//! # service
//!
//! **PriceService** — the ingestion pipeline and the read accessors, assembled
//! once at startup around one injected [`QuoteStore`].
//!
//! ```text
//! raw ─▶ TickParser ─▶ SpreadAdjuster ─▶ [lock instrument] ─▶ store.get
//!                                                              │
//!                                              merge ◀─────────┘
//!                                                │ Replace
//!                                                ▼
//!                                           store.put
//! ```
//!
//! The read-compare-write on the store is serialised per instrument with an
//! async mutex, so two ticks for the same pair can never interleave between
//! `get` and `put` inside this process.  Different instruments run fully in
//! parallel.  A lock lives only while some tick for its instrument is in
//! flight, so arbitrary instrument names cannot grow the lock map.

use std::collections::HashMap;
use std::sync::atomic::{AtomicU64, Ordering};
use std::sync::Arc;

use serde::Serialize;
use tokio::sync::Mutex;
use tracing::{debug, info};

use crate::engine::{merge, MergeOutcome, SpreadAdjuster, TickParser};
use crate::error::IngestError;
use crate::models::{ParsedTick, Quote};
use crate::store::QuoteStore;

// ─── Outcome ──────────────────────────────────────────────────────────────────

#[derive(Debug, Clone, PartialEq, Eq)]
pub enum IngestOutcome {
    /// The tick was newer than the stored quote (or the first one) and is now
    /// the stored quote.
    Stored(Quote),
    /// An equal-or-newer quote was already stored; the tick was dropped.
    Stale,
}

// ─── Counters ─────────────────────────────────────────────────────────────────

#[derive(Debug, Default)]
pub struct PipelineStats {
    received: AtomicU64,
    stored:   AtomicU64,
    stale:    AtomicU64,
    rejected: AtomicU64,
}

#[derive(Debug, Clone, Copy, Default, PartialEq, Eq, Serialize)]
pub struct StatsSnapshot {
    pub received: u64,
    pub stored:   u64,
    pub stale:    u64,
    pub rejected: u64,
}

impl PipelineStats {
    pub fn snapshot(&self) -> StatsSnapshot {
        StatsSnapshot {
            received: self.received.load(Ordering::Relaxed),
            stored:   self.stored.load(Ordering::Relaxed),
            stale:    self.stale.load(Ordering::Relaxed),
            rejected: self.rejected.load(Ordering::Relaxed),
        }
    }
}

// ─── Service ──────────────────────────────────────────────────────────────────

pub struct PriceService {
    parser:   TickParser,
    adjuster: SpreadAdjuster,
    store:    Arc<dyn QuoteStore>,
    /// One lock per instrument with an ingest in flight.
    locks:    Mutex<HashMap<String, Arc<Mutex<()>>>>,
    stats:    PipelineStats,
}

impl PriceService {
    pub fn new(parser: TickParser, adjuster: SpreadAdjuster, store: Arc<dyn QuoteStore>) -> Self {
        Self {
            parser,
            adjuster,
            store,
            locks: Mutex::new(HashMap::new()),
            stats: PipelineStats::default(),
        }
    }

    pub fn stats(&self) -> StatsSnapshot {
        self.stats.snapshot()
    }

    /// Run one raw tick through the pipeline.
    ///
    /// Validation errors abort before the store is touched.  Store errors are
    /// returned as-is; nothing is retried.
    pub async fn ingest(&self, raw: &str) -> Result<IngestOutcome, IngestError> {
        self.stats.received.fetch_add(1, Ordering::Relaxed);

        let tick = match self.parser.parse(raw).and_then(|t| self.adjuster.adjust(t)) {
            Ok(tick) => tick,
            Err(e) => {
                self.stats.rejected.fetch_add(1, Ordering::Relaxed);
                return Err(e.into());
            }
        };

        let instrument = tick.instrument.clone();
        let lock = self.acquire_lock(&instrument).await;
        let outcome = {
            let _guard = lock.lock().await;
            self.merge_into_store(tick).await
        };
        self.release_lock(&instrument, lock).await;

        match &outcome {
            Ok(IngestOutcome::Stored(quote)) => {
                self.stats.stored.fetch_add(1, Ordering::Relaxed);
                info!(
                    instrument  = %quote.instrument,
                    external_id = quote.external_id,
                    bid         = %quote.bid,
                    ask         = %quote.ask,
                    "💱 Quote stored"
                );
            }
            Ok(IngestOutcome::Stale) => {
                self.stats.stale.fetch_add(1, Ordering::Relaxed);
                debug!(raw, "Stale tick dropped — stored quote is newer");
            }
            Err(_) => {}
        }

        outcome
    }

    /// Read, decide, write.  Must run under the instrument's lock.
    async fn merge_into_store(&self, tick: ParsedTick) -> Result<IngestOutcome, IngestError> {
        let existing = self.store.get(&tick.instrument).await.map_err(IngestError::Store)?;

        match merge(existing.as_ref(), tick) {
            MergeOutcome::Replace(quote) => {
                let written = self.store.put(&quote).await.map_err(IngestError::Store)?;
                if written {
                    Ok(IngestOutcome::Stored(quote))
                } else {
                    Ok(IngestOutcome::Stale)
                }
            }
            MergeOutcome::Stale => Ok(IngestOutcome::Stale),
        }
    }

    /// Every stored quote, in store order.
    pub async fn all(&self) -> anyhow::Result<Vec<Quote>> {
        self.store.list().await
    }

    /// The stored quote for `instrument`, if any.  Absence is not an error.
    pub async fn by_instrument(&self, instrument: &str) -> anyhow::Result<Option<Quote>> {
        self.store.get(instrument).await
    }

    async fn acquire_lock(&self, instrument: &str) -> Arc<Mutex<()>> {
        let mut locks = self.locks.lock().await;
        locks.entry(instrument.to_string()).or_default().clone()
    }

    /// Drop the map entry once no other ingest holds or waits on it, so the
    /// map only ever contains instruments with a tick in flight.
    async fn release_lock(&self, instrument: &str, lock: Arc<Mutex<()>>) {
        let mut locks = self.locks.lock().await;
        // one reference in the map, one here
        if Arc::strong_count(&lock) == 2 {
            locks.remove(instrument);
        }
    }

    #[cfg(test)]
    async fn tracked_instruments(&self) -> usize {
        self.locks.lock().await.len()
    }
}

== == ==

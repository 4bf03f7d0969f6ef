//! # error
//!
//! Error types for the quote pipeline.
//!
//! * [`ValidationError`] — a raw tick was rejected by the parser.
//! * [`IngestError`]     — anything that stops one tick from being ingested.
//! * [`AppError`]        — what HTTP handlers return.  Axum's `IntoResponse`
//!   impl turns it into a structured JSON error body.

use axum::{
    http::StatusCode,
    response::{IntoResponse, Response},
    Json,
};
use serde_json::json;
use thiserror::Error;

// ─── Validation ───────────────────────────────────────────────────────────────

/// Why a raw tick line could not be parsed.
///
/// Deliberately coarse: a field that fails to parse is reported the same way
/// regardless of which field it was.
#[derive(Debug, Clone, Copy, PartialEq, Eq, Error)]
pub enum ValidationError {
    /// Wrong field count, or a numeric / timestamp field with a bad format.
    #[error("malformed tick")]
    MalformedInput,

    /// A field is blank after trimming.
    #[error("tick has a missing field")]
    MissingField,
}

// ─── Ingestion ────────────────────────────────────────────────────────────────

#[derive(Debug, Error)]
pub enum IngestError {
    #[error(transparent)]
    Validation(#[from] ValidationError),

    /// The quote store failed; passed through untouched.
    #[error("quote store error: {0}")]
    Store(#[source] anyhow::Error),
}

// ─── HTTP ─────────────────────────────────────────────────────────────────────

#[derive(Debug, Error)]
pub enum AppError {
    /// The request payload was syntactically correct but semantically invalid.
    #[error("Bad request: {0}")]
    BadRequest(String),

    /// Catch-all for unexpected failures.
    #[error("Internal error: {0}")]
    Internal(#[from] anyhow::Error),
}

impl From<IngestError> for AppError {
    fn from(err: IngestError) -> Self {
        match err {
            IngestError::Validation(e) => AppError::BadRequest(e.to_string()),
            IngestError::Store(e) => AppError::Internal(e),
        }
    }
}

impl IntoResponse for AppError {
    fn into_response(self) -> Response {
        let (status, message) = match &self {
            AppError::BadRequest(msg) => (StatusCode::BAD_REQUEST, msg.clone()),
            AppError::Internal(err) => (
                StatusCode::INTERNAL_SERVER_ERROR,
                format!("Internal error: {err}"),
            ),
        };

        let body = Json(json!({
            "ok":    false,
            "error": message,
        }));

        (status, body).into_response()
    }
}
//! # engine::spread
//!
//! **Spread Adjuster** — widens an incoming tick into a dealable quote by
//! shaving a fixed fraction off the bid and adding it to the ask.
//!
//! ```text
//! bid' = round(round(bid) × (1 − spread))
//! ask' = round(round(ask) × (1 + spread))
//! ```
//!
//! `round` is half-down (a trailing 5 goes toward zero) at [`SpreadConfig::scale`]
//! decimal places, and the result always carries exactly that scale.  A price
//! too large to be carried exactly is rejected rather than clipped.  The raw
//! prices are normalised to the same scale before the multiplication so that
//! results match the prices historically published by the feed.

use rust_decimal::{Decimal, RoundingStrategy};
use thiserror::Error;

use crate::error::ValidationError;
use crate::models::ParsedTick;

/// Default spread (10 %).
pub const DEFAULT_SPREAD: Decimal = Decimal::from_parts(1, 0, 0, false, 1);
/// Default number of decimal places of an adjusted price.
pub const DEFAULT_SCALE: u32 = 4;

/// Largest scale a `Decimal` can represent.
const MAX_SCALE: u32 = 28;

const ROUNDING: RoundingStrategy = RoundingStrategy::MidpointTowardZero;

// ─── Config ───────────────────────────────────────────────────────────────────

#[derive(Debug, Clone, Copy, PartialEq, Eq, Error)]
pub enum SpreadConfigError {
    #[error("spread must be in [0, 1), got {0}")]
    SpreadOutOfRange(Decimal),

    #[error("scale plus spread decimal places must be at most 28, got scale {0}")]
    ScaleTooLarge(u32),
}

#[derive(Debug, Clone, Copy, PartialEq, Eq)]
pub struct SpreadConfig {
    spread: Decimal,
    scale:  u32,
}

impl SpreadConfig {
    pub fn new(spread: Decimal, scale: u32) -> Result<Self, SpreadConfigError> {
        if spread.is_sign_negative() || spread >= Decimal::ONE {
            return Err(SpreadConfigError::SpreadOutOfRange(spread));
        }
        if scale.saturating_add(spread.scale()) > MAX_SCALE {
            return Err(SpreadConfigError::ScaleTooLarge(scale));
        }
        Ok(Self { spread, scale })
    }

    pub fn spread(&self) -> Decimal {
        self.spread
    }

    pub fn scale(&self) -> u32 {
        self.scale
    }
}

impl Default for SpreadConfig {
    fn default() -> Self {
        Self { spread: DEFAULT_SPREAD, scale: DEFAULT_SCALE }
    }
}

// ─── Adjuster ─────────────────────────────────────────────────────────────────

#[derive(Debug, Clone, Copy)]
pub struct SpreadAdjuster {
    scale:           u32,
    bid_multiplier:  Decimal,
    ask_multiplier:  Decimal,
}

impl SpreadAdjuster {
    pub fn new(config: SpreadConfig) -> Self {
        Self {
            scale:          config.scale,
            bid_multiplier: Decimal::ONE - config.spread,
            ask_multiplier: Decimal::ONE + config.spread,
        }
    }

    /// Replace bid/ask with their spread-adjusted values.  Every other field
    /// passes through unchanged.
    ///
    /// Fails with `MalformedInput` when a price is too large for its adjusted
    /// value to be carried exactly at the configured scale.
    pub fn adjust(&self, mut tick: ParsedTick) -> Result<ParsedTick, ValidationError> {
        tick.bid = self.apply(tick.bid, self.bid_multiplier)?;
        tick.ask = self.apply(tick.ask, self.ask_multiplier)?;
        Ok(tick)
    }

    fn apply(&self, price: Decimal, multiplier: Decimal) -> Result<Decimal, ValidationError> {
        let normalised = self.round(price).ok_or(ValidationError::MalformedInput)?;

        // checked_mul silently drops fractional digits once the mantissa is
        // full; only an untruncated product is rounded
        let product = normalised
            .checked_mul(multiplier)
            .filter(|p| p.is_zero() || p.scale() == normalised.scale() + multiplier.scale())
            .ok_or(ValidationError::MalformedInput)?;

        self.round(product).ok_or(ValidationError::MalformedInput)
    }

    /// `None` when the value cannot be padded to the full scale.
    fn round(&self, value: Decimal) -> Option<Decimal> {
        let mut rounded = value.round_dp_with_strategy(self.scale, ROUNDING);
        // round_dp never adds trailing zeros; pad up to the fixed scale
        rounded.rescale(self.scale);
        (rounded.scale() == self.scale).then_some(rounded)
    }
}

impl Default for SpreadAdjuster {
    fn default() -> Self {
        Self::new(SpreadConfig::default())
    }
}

== == ==

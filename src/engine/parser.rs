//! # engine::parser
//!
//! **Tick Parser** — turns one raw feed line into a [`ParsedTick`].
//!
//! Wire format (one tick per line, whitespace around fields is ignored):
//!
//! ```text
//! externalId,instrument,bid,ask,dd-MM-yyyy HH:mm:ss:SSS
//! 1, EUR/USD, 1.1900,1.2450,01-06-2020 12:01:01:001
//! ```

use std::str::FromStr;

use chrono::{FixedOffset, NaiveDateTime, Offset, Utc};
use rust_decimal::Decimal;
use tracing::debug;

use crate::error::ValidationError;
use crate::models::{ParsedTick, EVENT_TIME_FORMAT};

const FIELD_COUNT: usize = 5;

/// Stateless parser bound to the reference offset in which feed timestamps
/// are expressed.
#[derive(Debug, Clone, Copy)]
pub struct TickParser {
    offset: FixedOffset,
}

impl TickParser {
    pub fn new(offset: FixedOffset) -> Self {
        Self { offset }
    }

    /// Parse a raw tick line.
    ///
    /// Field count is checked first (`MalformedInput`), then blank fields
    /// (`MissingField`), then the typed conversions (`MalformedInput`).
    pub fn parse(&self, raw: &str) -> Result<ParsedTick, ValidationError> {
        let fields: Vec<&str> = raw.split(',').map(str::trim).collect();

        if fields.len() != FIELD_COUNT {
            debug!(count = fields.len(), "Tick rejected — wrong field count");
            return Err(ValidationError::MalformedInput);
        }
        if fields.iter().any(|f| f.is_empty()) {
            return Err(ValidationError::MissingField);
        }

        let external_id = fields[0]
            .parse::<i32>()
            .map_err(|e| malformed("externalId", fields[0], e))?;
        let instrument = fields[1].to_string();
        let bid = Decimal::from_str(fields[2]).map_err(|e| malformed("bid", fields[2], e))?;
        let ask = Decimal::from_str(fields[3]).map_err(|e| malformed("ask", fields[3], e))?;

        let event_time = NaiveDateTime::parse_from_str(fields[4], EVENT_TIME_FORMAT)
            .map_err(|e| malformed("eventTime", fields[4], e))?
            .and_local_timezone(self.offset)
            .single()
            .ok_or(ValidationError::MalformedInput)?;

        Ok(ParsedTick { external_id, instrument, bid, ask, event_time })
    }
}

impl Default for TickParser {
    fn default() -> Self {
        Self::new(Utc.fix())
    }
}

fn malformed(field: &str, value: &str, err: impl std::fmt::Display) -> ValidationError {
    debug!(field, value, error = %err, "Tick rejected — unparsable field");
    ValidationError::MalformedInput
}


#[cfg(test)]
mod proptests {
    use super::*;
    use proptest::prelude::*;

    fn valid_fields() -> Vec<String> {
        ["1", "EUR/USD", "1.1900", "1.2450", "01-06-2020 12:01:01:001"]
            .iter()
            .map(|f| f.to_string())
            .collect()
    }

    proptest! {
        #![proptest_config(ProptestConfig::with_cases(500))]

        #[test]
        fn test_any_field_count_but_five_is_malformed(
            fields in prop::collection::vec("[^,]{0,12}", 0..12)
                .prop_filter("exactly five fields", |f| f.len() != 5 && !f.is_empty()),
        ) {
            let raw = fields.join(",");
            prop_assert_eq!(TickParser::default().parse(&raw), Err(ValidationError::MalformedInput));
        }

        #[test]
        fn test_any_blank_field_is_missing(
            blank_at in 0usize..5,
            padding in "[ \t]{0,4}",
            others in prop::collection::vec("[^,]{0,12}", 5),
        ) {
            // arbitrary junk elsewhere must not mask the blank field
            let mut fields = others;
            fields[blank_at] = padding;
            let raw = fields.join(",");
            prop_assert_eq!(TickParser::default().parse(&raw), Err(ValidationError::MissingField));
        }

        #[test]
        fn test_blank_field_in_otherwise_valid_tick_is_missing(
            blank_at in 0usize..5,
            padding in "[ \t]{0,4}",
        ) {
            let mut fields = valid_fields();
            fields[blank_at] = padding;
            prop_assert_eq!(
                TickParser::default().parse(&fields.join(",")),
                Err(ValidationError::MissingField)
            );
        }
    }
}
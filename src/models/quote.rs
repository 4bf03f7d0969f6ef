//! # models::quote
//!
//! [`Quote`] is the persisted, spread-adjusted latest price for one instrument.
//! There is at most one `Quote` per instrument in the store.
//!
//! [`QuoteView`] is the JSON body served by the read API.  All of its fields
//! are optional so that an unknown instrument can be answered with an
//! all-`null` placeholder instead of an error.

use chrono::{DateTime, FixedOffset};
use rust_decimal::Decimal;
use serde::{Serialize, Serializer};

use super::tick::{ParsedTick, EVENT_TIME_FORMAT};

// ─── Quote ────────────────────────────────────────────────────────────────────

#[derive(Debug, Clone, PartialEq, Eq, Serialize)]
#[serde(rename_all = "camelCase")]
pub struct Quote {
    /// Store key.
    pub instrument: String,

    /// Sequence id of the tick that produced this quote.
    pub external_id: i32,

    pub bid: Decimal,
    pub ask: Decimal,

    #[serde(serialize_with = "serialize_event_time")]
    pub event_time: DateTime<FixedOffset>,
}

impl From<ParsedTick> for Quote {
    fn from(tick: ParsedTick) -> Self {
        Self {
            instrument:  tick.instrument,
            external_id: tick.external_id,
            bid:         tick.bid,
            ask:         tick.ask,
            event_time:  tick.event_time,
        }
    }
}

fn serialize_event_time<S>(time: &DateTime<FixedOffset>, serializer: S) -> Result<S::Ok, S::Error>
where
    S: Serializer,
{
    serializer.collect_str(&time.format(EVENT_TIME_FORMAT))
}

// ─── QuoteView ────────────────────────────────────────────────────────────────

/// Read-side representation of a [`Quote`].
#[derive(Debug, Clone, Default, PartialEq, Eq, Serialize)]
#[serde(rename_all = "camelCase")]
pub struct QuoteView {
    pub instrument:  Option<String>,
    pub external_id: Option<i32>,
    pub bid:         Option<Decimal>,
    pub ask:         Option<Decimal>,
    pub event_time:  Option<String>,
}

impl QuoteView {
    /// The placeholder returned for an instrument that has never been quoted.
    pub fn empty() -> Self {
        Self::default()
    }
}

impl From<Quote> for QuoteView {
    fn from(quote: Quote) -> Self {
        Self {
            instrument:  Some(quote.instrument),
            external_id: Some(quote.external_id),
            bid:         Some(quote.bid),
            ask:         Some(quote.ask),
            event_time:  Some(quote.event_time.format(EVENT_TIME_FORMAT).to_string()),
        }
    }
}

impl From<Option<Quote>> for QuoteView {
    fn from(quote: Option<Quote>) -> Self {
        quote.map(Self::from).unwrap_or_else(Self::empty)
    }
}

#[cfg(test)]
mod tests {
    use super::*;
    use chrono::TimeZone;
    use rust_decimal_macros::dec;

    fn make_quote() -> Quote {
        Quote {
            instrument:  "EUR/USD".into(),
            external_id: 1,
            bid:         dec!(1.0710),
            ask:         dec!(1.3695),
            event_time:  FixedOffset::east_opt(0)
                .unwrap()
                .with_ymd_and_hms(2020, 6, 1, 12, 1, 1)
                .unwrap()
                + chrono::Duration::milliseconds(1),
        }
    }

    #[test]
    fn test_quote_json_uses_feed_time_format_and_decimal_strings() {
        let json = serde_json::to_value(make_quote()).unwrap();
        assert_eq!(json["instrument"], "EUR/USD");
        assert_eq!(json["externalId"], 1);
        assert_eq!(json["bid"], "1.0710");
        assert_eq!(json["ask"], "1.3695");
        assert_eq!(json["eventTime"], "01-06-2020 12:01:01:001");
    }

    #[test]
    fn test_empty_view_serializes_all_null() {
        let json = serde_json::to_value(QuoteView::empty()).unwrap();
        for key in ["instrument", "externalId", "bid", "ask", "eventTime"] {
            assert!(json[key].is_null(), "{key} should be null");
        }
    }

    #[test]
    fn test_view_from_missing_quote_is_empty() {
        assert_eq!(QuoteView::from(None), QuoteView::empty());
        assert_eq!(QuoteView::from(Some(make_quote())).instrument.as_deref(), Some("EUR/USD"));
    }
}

== == ==

> Exercise brief:
Go line by line through the data and copy any that contain "externalId".

> Expected answer:
//! externalId,instrument,bid,ask,dd-MM-yyyy HH:mm:ss:SSS
            .map_err(|e| malformed("externalId", fields[0], e))?;
        assert_eq!(json["externalId"], 1);
        for key in ["instrument", "externalId", "bid", "ask", "eventTime"] {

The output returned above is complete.